Records contained in a dataset:

:::

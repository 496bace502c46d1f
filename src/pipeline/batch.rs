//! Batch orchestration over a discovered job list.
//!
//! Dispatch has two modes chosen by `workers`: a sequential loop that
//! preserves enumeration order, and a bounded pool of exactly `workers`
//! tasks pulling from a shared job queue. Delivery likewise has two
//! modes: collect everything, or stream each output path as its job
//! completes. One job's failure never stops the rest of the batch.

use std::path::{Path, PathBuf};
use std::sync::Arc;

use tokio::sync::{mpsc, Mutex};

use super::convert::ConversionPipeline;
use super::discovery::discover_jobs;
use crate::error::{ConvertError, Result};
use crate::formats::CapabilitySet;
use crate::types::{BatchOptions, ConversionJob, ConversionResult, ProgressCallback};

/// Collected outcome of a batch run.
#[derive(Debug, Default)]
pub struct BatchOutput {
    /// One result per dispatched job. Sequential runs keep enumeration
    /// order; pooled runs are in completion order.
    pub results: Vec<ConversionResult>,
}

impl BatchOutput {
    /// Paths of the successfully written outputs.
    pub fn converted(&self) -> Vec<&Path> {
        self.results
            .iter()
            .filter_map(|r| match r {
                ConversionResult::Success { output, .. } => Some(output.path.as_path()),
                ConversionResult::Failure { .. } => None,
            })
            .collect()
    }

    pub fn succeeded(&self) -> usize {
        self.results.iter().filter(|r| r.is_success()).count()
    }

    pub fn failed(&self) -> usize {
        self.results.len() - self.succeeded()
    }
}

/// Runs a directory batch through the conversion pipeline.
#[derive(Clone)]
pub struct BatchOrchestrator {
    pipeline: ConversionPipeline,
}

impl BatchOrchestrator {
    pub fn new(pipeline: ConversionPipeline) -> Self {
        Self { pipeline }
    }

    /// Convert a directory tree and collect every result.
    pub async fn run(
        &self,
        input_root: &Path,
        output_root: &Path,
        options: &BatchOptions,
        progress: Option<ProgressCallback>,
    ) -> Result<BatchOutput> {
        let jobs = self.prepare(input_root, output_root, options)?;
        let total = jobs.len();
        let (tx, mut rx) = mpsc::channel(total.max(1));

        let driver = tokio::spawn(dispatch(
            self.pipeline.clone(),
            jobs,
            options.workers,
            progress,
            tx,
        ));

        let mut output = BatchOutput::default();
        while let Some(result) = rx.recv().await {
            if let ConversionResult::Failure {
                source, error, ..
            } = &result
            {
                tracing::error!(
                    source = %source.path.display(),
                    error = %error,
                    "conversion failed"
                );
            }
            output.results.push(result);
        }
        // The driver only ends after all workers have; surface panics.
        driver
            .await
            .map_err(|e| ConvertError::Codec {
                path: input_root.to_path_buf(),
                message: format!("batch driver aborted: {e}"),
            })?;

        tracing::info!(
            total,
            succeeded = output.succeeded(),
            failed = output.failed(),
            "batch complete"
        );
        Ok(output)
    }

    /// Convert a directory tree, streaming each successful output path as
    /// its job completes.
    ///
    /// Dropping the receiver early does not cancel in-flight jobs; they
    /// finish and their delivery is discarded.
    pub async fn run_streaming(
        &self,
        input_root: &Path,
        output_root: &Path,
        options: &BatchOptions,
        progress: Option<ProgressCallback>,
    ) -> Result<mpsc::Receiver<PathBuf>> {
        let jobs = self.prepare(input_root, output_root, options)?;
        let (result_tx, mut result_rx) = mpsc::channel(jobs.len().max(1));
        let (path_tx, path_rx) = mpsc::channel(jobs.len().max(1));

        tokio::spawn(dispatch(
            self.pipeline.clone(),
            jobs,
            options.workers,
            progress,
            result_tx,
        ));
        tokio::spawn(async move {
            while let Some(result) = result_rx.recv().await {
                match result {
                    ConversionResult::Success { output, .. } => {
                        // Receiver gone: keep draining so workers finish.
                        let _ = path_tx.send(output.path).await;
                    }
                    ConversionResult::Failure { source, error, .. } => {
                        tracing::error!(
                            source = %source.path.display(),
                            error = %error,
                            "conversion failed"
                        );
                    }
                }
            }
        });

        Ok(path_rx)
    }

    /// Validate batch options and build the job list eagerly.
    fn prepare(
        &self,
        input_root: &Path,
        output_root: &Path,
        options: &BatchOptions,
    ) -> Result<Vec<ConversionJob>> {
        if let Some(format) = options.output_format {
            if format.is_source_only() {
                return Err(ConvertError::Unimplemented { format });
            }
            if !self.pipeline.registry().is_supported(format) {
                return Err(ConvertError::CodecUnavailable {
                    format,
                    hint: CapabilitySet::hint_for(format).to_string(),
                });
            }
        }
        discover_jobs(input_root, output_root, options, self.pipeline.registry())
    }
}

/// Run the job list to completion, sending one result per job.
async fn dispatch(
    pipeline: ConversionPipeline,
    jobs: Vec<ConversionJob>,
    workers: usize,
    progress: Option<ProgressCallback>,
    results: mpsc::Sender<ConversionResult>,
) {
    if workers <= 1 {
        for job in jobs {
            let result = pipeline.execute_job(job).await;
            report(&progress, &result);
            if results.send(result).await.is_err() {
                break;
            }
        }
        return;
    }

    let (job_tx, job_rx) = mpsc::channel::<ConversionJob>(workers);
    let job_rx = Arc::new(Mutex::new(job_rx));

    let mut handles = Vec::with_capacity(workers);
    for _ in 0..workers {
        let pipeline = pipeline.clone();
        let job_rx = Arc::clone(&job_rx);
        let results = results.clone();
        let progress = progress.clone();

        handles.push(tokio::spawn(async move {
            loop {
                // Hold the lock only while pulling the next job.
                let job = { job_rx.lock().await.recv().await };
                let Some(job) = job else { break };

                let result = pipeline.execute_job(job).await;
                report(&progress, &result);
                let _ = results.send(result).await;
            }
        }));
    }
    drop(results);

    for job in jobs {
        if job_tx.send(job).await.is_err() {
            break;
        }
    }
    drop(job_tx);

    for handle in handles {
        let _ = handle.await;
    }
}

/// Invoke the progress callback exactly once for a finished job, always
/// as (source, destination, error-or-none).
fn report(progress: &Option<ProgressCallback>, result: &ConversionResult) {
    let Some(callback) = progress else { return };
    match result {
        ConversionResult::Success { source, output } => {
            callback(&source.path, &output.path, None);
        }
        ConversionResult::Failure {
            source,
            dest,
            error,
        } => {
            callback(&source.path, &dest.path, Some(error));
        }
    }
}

:::

Your instructions: Take the entries and copy them out exactly.

Answer to this task:
repository 496bace502c46d1f
filename src/pipeline/batch.rs
//! Batch orchestration over a discovered job list.
//!
//! Dispatch has two modes chosen by `workers`: a sequential loop that
//! preserves enumeration order, and a bounded pool of exactly `workers`
//! tasks pulling from a shared job queue. Delivery likewise has two
//! modes: collect everything, or stream each output path as its job
//! completes. One job's failure never stops the rest of the batch.

use std::path::{Path, PathBuf};
use std::sync::Arc;

use tokio::sync::{mpsc, Mutex};

use super::convert::ConversionPipeline;
use super::discovery::discover_jobs;
use crate::error::{ConvertError, Result};
use crate::formats::CapabilitySet;
use crate::types::{BatchOptions, ConversionJob, ConversionResult, ProgressCallback};

/// Collected outcome of a batch run.
#[derive(Debug, Default)]
pub struct BatchOutput {
    /// One result per dispatched job. Sequential runs keep enumeration
    /// order; pooled runs are in completion order.
    pub results: Vec<ConversionResult>,
}

impl BatchOutput {
    /// Paths of the successfully written outputs.
    pub fn converted(&self) -> Vec<&Path> {
        self.results
            .iter()
            .filter_map(|r| match r {
                ConversionResult::Success { output, .. } => Some(output.path.as_path()),
                ConversionResult::Failure { .. } => None,
            })
            .collect()
    }

    pub fn succeeded(&self) -> usize {
        self.results.iter().filter(|r| r.is_success()).count()
    }

    pub fn failed(&self) -> usize {
        self.results.len() - self.succeeded()
    }
}

/// Runs a directory batch through the conversion pipeline.
#[derive(Clone)]
pub struct BatchOrchestrator {
    pipeline: ConversionPipeline,
}

impl BatchOrchestrator {
    pub fn new(pipeline: ConversionPipeline) -> Self {
        Self { pipeline }
    }

    /// Convert a directory tree and collect every result.
    pub async fn run(
        &self,
        input_root: &Path,
        output_root: &Path,
        options: &BatchOptions,
        progress: Option<ProgressCallback>,
    ) -> Result<BatchOutput> {
        let jobs = self.prepare(input_root, output_root, options)?;
        let total = jobs.len();
        let (tx, mut rx) = mpsc::channel(total.max(1));

        let driver = tokio::spawn(dispatch(
            self.pipeline.clone(),
            jobs,
            options.workers,
            progress,
            tx,
        ));

        let mut output = BatchOutput::default();
        while let Some(result) = rx.recv().await {
            if let ConversionResult::Failure {
                source, error, ..
            } = &result
            {
                tracing::error!(
                    source = %source.path.display(),
                    error = %error,
                    "conversion failed"
                );
            }
            output.results.push(result);
        }
        // The driver only ends after all workers have; surface panics.
        driver
            .await
            .map_err(|e| ConvertError::Codec {
                path: input_root.to_path_buf(),
                message: format!("batch driver aborted: {e}"),
            })?;

        tracing::info!(
            total,
            succeeded = output.succeeded(),
            failed = output.failed(),
            "batch complete"
        );
        Ok(output)
    }

    /// Convert a directory tree, streaming each successful output path as
    /// its job completes.
    ///
    /// Dropping the receiver early does not cancel in-flight jobs; they
    /// finish and their delivery is discarded.
    pub async fn run_streaming(
        &self,
        input_root: &Path,
        output_root: &Path,
        options: &BatchOptions,
        progress: Option<ProgressCallback>,
    ) -> Result<mpsc::Receiver<PathBuf>> {
        let jobs = self.prepare(input_root, output_root, options)?;
        let (result_tx, mut result_rx) = mpsc::channel(jobs.len().max(1));
        let (path_tx, path_rx) = mpsc::channel(jobs.len().max(1));

        tokio::spawn(dispatch(
            self.pipeline.clone(),
            jobs,
            options.workers,
            progress,
            result_tx,
        ));
        tokio::spawn(async move {
            while let Some(result) = result_rx.recv().await {
                match result {
                    ConversionResult::Success { output, .. } => {
                        // Receiver gone: keep draining so workers finish.
                        let _ = path_tx.send(output.path).await;
                    }
                    ConversionResult::Failure { source, error, .. } => {
                        tracing::error!(
                            source = %source.path.display(),
                            error = %error,
                            "conversion failed"
                        );
                    }
                }
            }
        });

        Ok(path_rx)
    }

    /// Validate batch options and build the job list eagerly.
    fn prepare(
        &self,
        input_root: &Path,
        output_root: &Path,
        options: &BatchOptions,
    ) -> Result<Vec<ConversionJob>> {
        if let Some(format) = options.output_format {
            if format.is_source_only() {
                return Err(ConvertError::Unimplemented { format });
            }
            if !self.pipeline.registry().is_supported(format) {
                return Err(ConvertError::CodecUnavailable {
                    format,
                    hint: CapabilitySet::hint_for(format).to_string(),
                });
            }
        }
        discover_jobs(input_root, output_root, options, self.pipeline.registry())
    }
}

/// Run the job list to completion, sending one result per job.
async fn dispatch(
    pipeline: ConversionPipeline,
    jobs: Vec<ConversionJob>,
    workers: usize,
    progress: Option<ProgressCallback>,
    results: mpsc::Sender<ConversionResult>,
) {
    if workers <= 1 {
        for job in jobs {
            let result = pipeline.execute_job(job).await;
            report(&progress, &result);
            if results.send(result).await.is_err() {
                break;
            }
        }
        return;
    }

    let (job_tx, job_rx) = mpsc::channel::<ConversionJob>(workers);
    let job_rx = Arc::new(Mutex::new(job_rx));

    let mut handles = Vec::with_capacity(workers);
    for _ in 0..workers {
        let pipeline = pipeline.clone();
        let job_rx = Arc::clone(&job_rx);
        let results = results.clone();
        let progress = progress.clone();

        handles.push(tokio::spawn(async move {
            loop {
                // Hold the lock only while pulling the next job.
                let job = { job_rx.lock().await.recv().await };
                let Some(job) = job else { break };

                let result = pipeline.execute_job(job).await;
                report(&progress, &result);
                let _ = results.send(result).await;
            }
        }));
    }
    drop(results);

    for job in jobs {
        if job_tx.send(job).await.is_err() {
            break;
        }
    }
    drop(job_tx);

    for handle in handles {
        let _ = handle.await;
    }
}

/// Invoke the progress callback exactly once for a finished job, always
/// as (source, destination, error-or-none).
fn report(progress: &Option<ProgressCallback>, result: &ConversionResult) {
    let Some(callback) = progress else { return };
    match result {
        ConversionResult::Success { source, output } => {
            callback(&source.path, &output.path, None);
        }
        ConversionResult::Failure {
            source,
            dest,
            error,
        } => {
            callback(&source.path, &dest.path, Some(error));
        }
    }
}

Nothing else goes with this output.